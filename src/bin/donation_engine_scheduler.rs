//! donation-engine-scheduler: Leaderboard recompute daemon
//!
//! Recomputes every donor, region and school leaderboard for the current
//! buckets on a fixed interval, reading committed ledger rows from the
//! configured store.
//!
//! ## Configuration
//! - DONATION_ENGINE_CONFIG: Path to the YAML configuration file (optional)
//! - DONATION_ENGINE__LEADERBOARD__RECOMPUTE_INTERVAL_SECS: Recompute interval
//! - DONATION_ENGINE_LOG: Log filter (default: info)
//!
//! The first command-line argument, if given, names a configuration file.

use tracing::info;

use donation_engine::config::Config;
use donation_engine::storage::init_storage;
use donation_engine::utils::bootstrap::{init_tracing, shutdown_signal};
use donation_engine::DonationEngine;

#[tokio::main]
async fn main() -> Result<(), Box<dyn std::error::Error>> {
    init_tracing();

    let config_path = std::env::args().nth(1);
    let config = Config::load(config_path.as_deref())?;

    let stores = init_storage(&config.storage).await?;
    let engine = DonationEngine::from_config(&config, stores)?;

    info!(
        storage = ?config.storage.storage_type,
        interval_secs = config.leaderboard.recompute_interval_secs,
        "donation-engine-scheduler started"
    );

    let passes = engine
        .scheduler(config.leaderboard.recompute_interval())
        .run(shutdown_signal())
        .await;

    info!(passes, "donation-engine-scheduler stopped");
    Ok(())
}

☆ ☆ ☆

Your task – Within the material above, find every line containing the word "DonationEngine" and copy it.

Problem solution –
use donation_engine::DonationEngine;
    let engine = DonationEngine::from_config(&config, stores)?;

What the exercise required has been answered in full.